**Work task:** Copying exactly, give the lines in the material below from the one with "fn decode_utf16le(pending: &mut" to the one with "async fn sniff_bom(&mut", ends included, and nothing besides.

════════════════

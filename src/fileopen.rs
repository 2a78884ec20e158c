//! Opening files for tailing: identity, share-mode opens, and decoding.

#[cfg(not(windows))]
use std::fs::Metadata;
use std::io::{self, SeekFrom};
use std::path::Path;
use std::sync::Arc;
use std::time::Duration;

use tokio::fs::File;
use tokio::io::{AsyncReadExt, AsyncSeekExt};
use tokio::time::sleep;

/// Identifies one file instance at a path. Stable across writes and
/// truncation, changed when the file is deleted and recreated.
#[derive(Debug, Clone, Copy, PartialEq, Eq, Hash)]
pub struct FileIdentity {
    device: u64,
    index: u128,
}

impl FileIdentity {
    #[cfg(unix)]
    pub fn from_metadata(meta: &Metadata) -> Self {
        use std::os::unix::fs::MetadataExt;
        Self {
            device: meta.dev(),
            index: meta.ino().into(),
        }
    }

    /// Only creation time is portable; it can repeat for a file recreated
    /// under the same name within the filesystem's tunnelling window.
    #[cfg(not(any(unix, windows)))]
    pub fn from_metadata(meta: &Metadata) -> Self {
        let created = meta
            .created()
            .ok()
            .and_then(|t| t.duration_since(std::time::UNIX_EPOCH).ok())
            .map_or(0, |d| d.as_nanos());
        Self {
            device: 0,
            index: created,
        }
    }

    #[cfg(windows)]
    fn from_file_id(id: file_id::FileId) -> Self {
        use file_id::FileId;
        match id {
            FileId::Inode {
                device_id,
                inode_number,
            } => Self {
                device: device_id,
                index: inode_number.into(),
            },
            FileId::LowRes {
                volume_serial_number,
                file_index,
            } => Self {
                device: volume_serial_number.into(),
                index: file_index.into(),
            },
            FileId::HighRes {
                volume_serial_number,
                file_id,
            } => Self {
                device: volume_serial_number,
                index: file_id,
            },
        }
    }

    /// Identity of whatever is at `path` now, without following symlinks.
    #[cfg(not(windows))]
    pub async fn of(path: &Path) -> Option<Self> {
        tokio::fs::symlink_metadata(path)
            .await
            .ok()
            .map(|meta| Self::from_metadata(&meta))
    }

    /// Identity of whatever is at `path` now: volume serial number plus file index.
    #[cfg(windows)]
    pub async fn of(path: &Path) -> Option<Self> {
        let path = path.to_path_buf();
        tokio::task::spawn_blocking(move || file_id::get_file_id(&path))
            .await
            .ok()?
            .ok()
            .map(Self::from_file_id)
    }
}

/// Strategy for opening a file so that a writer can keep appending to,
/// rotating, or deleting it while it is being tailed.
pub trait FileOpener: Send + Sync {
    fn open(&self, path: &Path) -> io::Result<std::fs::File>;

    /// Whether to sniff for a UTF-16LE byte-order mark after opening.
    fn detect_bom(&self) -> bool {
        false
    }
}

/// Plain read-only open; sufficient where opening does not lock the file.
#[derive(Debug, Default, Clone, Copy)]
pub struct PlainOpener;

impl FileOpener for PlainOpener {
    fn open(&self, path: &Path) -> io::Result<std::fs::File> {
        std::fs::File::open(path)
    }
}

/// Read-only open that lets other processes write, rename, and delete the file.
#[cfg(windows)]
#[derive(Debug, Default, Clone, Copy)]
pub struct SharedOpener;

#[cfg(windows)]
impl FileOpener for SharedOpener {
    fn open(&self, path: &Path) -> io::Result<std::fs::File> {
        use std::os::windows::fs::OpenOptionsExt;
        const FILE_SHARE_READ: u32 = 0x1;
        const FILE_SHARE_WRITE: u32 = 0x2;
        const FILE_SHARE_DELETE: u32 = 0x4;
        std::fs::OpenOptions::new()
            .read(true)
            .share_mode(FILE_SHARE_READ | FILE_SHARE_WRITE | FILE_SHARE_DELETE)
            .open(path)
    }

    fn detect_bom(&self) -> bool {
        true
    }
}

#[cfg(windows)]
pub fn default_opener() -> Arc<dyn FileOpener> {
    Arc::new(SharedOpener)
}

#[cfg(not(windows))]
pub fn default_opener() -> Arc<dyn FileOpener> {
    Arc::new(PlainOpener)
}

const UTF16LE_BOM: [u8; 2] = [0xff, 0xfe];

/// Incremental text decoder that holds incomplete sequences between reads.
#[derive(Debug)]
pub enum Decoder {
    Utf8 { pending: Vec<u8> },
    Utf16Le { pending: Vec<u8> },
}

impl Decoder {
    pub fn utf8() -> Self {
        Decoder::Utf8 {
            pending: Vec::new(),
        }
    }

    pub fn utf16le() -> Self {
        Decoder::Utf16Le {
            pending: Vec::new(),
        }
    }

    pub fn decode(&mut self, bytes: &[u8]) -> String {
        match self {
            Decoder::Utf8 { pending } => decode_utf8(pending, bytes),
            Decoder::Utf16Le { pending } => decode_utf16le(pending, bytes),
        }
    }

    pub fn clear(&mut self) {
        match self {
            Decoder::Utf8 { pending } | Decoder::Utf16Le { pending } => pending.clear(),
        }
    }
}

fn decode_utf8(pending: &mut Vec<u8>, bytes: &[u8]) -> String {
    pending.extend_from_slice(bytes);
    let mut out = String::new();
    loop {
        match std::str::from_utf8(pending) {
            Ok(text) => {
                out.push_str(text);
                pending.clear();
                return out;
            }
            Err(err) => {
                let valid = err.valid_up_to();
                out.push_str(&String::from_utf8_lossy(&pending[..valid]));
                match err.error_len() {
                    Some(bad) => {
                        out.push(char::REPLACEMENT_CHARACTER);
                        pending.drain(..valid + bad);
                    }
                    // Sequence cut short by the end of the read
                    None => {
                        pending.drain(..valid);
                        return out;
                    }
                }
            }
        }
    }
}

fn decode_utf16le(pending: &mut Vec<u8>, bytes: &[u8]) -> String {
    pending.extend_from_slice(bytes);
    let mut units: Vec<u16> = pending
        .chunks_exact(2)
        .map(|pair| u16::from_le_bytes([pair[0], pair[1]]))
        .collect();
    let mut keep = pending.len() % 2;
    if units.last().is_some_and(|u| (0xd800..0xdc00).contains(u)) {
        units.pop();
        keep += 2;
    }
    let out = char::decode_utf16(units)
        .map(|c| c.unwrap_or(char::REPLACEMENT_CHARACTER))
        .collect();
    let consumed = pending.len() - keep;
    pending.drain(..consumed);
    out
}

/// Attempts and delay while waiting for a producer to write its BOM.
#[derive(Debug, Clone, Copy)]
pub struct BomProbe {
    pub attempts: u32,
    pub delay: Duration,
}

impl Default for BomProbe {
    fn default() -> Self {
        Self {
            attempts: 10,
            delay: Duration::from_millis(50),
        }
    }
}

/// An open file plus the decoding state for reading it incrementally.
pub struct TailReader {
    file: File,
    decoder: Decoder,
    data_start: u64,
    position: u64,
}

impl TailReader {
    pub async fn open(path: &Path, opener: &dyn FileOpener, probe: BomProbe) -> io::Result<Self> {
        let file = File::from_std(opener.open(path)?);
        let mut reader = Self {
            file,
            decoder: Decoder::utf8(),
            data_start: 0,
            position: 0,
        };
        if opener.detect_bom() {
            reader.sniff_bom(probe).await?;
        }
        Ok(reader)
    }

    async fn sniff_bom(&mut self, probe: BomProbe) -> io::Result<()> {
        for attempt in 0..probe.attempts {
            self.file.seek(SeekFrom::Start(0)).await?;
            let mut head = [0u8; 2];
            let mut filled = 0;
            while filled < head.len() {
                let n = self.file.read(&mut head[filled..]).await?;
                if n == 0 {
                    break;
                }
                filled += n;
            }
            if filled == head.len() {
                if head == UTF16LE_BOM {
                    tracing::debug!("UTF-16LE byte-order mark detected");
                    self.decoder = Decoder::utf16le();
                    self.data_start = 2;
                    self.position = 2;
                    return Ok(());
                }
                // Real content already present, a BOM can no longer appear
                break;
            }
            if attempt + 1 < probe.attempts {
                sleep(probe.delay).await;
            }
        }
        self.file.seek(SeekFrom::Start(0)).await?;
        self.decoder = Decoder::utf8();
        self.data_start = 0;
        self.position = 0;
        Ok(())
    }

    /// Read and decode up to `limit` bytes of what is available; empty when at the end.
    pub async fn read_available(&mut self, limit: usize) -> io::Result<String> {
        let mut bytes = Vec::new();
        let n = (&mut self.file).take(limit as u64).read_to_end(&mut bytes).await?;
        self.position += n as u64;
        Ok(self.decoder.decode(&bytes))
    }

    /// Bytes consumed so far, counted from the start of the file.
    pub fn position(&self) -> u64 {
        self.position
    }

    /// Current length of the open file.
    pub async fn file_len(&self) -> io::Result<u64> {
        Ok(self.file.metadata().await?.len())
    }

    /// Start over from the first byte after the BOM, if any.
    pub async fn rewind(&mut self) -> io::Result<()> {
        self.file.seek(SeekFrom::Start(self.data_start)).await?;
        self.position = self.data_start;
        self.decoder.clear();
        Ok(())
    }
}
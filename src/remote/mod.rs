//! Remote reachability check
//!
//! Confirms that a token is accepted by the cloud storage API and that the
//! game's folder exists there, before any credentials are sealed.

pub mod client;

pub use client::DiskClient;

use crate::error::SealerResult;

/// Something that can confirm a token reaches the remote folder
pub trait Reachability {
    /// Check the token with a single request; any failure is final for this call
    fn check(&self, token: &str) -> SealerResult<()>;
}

════════════════

**Result below:**
fn decode_utf16le(pending: &mut Vec<u8>, bytes: &[u8]) -> String {
    pending.extend_from_slice(bytes);
    let mut units: Vec<u16> = pending
        .chunks_exact(2)
        .map(|pair| u16::from_le_bytes([pair[0], pair[1]]))
        .collect();
    let mut keep = pending.len() % 2;
    if units.last().is_some_and(|u| (0xd800..0xdc00).contains(u)) {
        units.pop();
        keep += 2;
    }
    let out = char::decode_utf16(units)
        .map(|c| c.unwrap_or(char::REPLACEMENT_CHARACTER))
        .collect();
    let consumed = pending.len() - keep;
    pending.drain(..consumed);
    out
}

/// Attempts and delay while waiting for a producer to write its BOM.
#[derive(Debug, Clone, Copy)]
pub struct BomProbe {
    pub attempts: u32,
    pub delay: Duration,
}

impl Default for BomProbe {
    fn default() -> Self {
        Self {
            attempts: 10,
            delay: Duration::from_millis(50),
        }
    }
}

/// An open file plus the decoding state for reading it incrementally.
pub struct TailReader {
    file: File,
    decoder: Decoder,
    data_start: u64,
    position: u64,
}

impl TailReader {
    pub async fn open(path: &Path, opener: &dyn FileOpener, probe: BomProbe) -> io::Result<Self> {
        let file = File::from_std(opener.open(path)?);
        let mut reader = Self {
            file,
            decoder: Decoder::utf8(),
            data_start: 0,
            position: 0,
        };
        if opener.detect_bom() {
            reader.sniff_bom(probe).await?;
        }
        Ok(reader)
    }

    async fn sniff_bom(&mut self, probe: BomProbe) -> io::Result<()> {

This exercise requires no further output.